CHICAGO (CBS) -- "Where have you gone, Joe DiMaggio? A nation turns its lonely eyes to you. Woo, woo, woo. What's that you say, Mrs. Robinson? Joltin' Joe has left and gone away. Hey, hey, hey."
Simon & Garfunkel sang those words more than half a century ago, and DiMaggio died in 1999. But the words have taken on a literal meaning again – as a statue of Joltin' Joe in Chicago has indeed left and gone away, or rather been hauled away.
The statue of the Yankee Clipper vanished two years ago from Chicago's Little Italy, and community members want to know where it went.
As CBS 2's Jim Williams reported Monday, people say taxpayers spent a lot of money building the plaza where the statue once stood. But the National Italian American Sports Hall of Fame said it owns the statue of Joltin' Joe, and they have the right to move it to a new home.
They call it Piazza DiMaggio - a cherished plot of land on Taylor Street at Bishop Street in Little Italy.
"It was just like what the song says - 'Where have you gone, Joe DiMaggio?'" said community activist Frank Coconate.
But today, its beloved statue is gone. People like Coconate are upset.
"Because they feel like somebody took something from them," he said.
For 20 years, the statue of DiMaggio stood in the plaza, across the street from the Italian American Sports Hall of Fame. It was a celebration of the Yankee Clipper's baseball prowess - and his elegance on and off the field.
"It was put here as a sign of pride for the Italian-American community," Coconate said.
DiMaggio himself was in Arlington Heights when his statue was unveiled in 1991. It had been commissioned by the Italian American Sports of Hall of Fame.
But when the Hall of Fame lost its lease two years ago, it packed up its collection - including the statue. It is now at Rebechini Studios in Elk Grove Village. Glenn Rebechini's father created the DiMaggio statue at the same studios all those years ago, and it is now being refurbished there.
"It's got a little corrosion in a few spots," Rebechini said, "so we're going to have to do a little bit of grinding and welding where it's showing a little bit of wear and tear. It'll look like new when it's done.
The president of Hall of Fame, Ron Onesti, said he understands people in Little Italy want the statue to return.
"I was born on Taylor Street as well, and having the Piazza DiMaggio was very, very special to me personally to my family as well," Onesti said.

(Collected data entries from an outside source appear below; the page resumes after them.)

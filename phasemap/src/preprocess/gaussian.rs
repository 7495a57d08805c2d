//! Spatial Gaussian smoothing of movie frames.
//!
//! Separable convolution: rows first, then columns, O(n×k) per frame instead of
//! O(n×k²). Frames are independent and processed in parallel. Time is never mixed.

use common::Buffer3;
use rayon::prelude::*;

use crate::movie::Movie;

/// Kernel half-width in units of sigma.
pub const TRUNCATE: f32 = 4.0;

/// Compute 1D Gaussian kernel.
///
/// The kernel is normalized so that it sums to 1.0.
/// Kernel radius is `ceil(TRUNCATE * sigma)`.
///
/// # Panics
/// Panics if `sigma` is not positive.
pub fn gaussian_kernel_1d(sigma: f32) -> Vec<f32> {
    assert!(sigma > 0.0, "Sigma must be positive");

    let radius = (TRUNCATE * sigma).ceil() as usize;
    let size = 2 * radius + 1;
    let mut kernel = vec![0.0f32; size];

    let two_sigma_sq = 2.0 * sigma * sigma;
    let mut sum = 0.0f32;

    for (i, k) in kernel.iter_mut().enumerate() {
        let x = i as f32 - radius as f32;
        let value = (-x * x / two_sigma_sq).exp();
        *k = value;
        sum += value;
    }

    for v in &mut kernel {
        *v /= sum;
    }

    kernel
}

/// Reflect an out-of-range index back into `0..len` without repeating the edge sample.
///
/// Works for offsets of any size, so kernels wider than the frame are fine.
#[inline]
pub(crate) fn mirror_index(i: isize, len: usize) -> usize {
    if len == 1 {
        return 0;
    }
    let period = 2 * (len as isize - 1);
    let m = i.rem_euclid(period);
    if m >= len as isize {
        (period - m) as usize
    } else {
        m as usize
    }
}

/// Smooth a single `width × height` frame.
pub fn gaussian_blur_frame(pixels: &[f32], width: usize, height: usize, sigma: f32) -> Vec<f32> {
    assert_eq!(pixels.len(), width * height, "Pixel count mismatch");

    let kernel = gaussian_kernel_1d(sigma);
    let radius = kernel.len() / 2;

    let mut temp = vec![0.0f32; width * height];
    for (in_row, out_row) in pixels.chunks_exact(width).zip(temp.chunks_exact_mut(width)) {
        convolve_row(in_row, out_row, &kernel, radius);
    }

    let mut output = vec![0.0f32; width * height];
    convolve_cols(&temp, &mut output, width, height, &kernel, radius);
    output
}

/// Smooth every frame of `movie` with an isotropic Gaussian of `sigma` pixels.
pub fn gaussian_blur(movie: &Movie, sigma: f32) -> Movie {
    let (frames, height, width) = movie.shape();
    let frame_len = width * height;
    let mut samples = vec![0.0f32; movie.samples().len()];

    samples
        .par_chunks_mut(frame_len.max(1))
        .zip(movie.samples().par_chunks(frame_len.max(1)))
        .for_each(|(out_frame, in_frame)| {
            out_frame.copy_from_slice(&gaussian_blur_frame(in_frame, width, height, sigma));
        });

    Movie::from_buffer(Buffer3::new(width, height, frames, samples))
}

#[inline]
fn convolve_row(input: &[f32], output: &mut [f32], kernel: &[f32], radius: usize) {
    let width = input.len();

    for (x, out) in output.iter_mut().enumerate() {
        let mut sum = 0.0f32;
        for (k, &kval) in kernel.iter().enumerate() {
            let sx = mirror_index(x as isize + k as isize - radius as isize, width);
            sum += input[sx] * kval;
        }
        *out = sum;
    }
}

fn convolve_cols(
    input: &[f32],
    output: &mut [f32],
    width: usize,
    height: usize,
    kernel: &[f32],
    radius: usize,
) {
    for (y, out_row) in output.chunks_exact_mut(width).enumerate() {
        for (k, &kval) in kernel.iter().enumerate() {
            let sy = mirror_index(y as isize + k as isize - radius as isize, height);
            let in_row = &input[sy * width..(sy + 1) * width];
            for (out, &v) in out_row.iter_mut().zip(in_row) {
                *out += v * kval;
            }
        }
    }
}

Still, Onesti is committed to placing the statue in the Hall's new home on the Northwest Side. But he promises to invest in the plaza.
"That's why I'm more driven to make sure that that piazza represents our Italia-American heritage, and what that neighborhood actually meant to the Italian-Americans here in Chicago," he said.
That's little consolation to Coconate and others in Little Italy.
"These people are mad," Coconate said. "They want this statue back because they believe it's their statue."
The Italian American Sports Hall of Fame plans to open its new home this fall at 3417 N. Harlem Ave., with the DiMaggio statue on display there.